In the accounts below, no related material ever appeared. I thought the stories were entertaining enough to share, however, so this week is just going to be a hodgepodge of anecdotes that made me smile.
Hopefully, they’ll do the same for you.
I used to think the old Hamilton County jail on the courthouse square was the only jail in the county, but I’ve since discovered that’s not true, as a notice in the Nov. 26, 1901 Hamilton County Ledger proves. The newspaper observed that Atlanta had recently acquired a new jail. To celebrate the occasion, town marshal Henry Mitchell promised to bestow a new suit of clothes upon the first male to — ahem — enjoy the jail’s hospitality. (Don’t worry, the ladies weren’t forgotten. The first female “guest” was to receive a calico dress.)
Also in that same issue was the report of a situation that was driving Cicero’s bankers crazy.
It seems a few weeks earlier, a girl had playfully dropped a dime down the back of the young man sitting in front of her at some unspecified entertainment. One thing led to another and they ended up married. After the news of that got around, every eligible bachelor in town who attended a social function was at risk of having “a good week’s wages chucked down inside his collar.” Cicero’s bankers were in a tizzy because the incident threatened to create a “ten cent piece famine.” For the young men of Cicero, however, it was a windfall.

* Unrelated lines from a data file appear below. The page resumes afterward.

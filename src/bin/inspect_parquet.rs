use anyhow::{Context, Result};
use parquet::file::reader::{FileReader, SerializedFileReader};
use std::{env, fs::File, path::Path, process::exit};

use policyflow::io::read_parquet;

/// Print schema, row-group layout, and the first rows of one Parquet part.
fn main() {
    let args: Vec<String> = env::args().collect();
    if args.len() != 2 {
        eprintln!("Usage: {} <PARQUET_FILE>", args[0]);
        exit(1);
    }
    if let Err(e) = inspect(Path::new(&args[1])) {
        eprintln!("Error: {:#}", e);
        exit(1);
    }
}

fn inspect(path: &Path) -> Result<()> {
    let file = File::open(path).with_context(|| format!("opening {}", path.display()))?;
    let reader = SerializedFileReader::new(file).context("reading parquet metadata")?;
    let meta = reader.metadata();
    let file_meta = meta.file_metadata();

    println!("=== {} ===", path.display());
    println!("rows:       {}", file_meta.num_rows());
    println!("row groups: {}", meta.num_row_groups());
    println!("size:       {} bytes", std::fs::metadata(path)?.len());
    println!();

    println!("=== Columns ===");
    for col in file_meta.schema_descr().columns() {
        let logical = col
            .logical_type()
            .as_ref()
            .map_or("<none>".to_string(), |lt| format!("{:?}", lt));
        println!(
            "- {:<20} | physical: {:<10?} | logical: {}",
            col.name(),
            col.physical_type(),
            logical
        );
    }
    println!();

    for idx in 0..meta.num_row_groups() {
        let rg = meta.row_group(idx);
        println!(
            "row group {}: {} rows, {} bytes uncompressed",
            idx,
            rg.num_rows(),
            rg.total_byte_size()
        );
    }
    println!();

    let table = read_parquet(path)?;
    println!("{}", table.show(10));

    Ok(())
}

They came up with a special device that directed the money straight into their pockets (details of said device weren’t provided.)

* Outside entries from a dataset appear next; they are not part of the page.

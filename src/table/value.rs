use chrono::NaiveDate;
use serde::{Deserialize, Serialize};
use std::fmt;

/// Declared type tag for a column.
#[derive(Debug, Clone, Copy, PartialEq, Eq, Hash, Serialize, Deserialize)]
#[serde(rename_all = "lowercase")]
pub enum DataKind {
    Str,
    Int,
    Date,
}

impl fmt::Display for DataKind {
    fn fmt(&self, f: &mut fmt::Formatter<'_>) -> fmt::Result {
        match self {
            DataKind::Str => write!(f, "str"),
            DataKind::Int => write!(f, "int"),
            DataKind::Date => write!(f, "date"),
        }
    }
}

/// A single cell value.
///
/// Variant order matters: `Null` is first so the derived `Ord` sorts nulls
/// before any concrete value (ascending, nulls first).
#[derive(Debug, Clone, PartialEq, Eq, Hash, PartialOrd, Ord)]
pub enum Value {
    Null,
    Int(i64),
    Date(NaiveDate),
    Str(String),
}

impl Value {
    pub fn is_null(&self) -> bool {
        matches!(self, Value::Null)
    }

    pub fn as_int(&self) -> Option<i64> {
        match self {
            Value::Int(v) => Some(*v),
            _ => None,
        }
    }

    pub fn as_date(&self) -> Option<NaiveDate> {
        match self {
            Value::Date(d) => Some(*d),
            _ => None,
        }
    }

    pub fn as_str(&self) -> Option<&str> {
        match self {
            Value::Str(s) => Some(s),
            _ => None,
        }
    }

    /// The kind a cell of this value belongs under; `None` for nulls, which
    /// fit any column.
    pub fn kind(&self) -> Option<DataKind> {
        match self {
            Value::Null => None,
            Value::Int(_) => Some(DataKind::Int),
            Value::Date(_) => Some(DataKind::Date),
            Value::Str(_) => Some(DataKind::Str),
        }
    }
}

impl fmt::Display for Value {
    fn fmt(&self, f: &mut fmt::Formatter<'_>) -> fmt::Result {
        match self {
            Value::Null => write!(f, "null"),
            Value::Int(v) => write!(f, "{}", v),
            Value::Date(d) => write!(f, "{}", d.format("%Y-%m-%d")),
            Value::Str(s) => write!(f, "{}", s),
        }
    }
}

impl From<&str> for Value {
    fn from(s: &str) -> Self {
        Value::Str(s.to_string())
    }
}

impl From<i64> for Value {
    fn from(v: i64) -> Self {
        Value::Int(v)
    }
}

impl From<NaiveDate> for Value {
    fn from(d: NaiveDate) -> Self {
        Value::Date(d)
    }
}

#[cfg(test)]
mod tests {
    use super::*;

    #[test]
    fn null_sorts_before_any_value() {
        let d = NaiveDate::from_ymd_opt(2020, 1, 1).unwrap();
        assert!(Value::Null < Value::Int(i64::MIN));
        assert!(Value::Null < Value::Date(d));
        assert!(Value::Null < Value::Str(String::new()));
    }

    #[test]
    fn dates_order_chronologically() {
        let a = Value::Date(NaiveDate::from_ymd_opt(2019, 12, 31).unwrap());
        let b = Value::Date(NaiveDate::from_ymd_opt(2020, 1, 1).unwrap());
        assert!(a < b);
    }

    #[test]
    fn display_renders_iso_dates_and_null() {
        let d = Value::Date(NaiveDate::from_ymd_opt(2020, 6, 5).unwrap());
        assert_eq!(d.to_string(), "2020-06-05");
        assert_eq!(Value::Null.to_string(), "null");
        assert_eq!(Value::Int(5000).to_string(), "5000");
    }
}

The Ledger went on to observe that the local cigar business was booming. (The better cigars cost 10 cents a piece then.)
The front page of the Sept. 15, 1899 Hamilton County Ledger contained an account of an incident that took place in front of Sopher’s saloon (where Syd’s Bar is today) when the wife of a “feather renovator” (he cleaned feather pillows and mattresses) encountered her husband coming out of Sopher’s in what might be termed a VERY well lubricated state.
The woman clearly objected to her spouse’s condition, because “without any formal preliminaries” she started whacking him over the head with her umbrella. The man was finally able to get away, but his wife continued in hot pursuit and every time she managed to close in on him, she got in another lick. The Ledger ended the article with “No arrests were made.”
Noblesville’s Sears, Roebuck and Co. store marked its third anniversary with an interesting advertisement in the June 29, 1962 Noblesville Daily Ledger.
The ad, which was clearly locally produced, announced the availability of the new Sears fall and winter catalog containing over 140,000 items, including an aneroid sphygmomanometer (a device to check blood pressure) — although “you would almost have to be a nut to want one.” Although acknowledging that the catalog (“now as common as sin”) was printed primarily so people could order from it, the advertisement also pointed out several other uses for the weighty book, such as serving as a door stop, or as something to stand on if you were too short.
In closing, people were asked to pick up their new catalogs at the office to avoid the necessity of mailing them because “it makes the people at the post office grouchy.”
It’s a funny ad. I wish I had room to include the whole thing.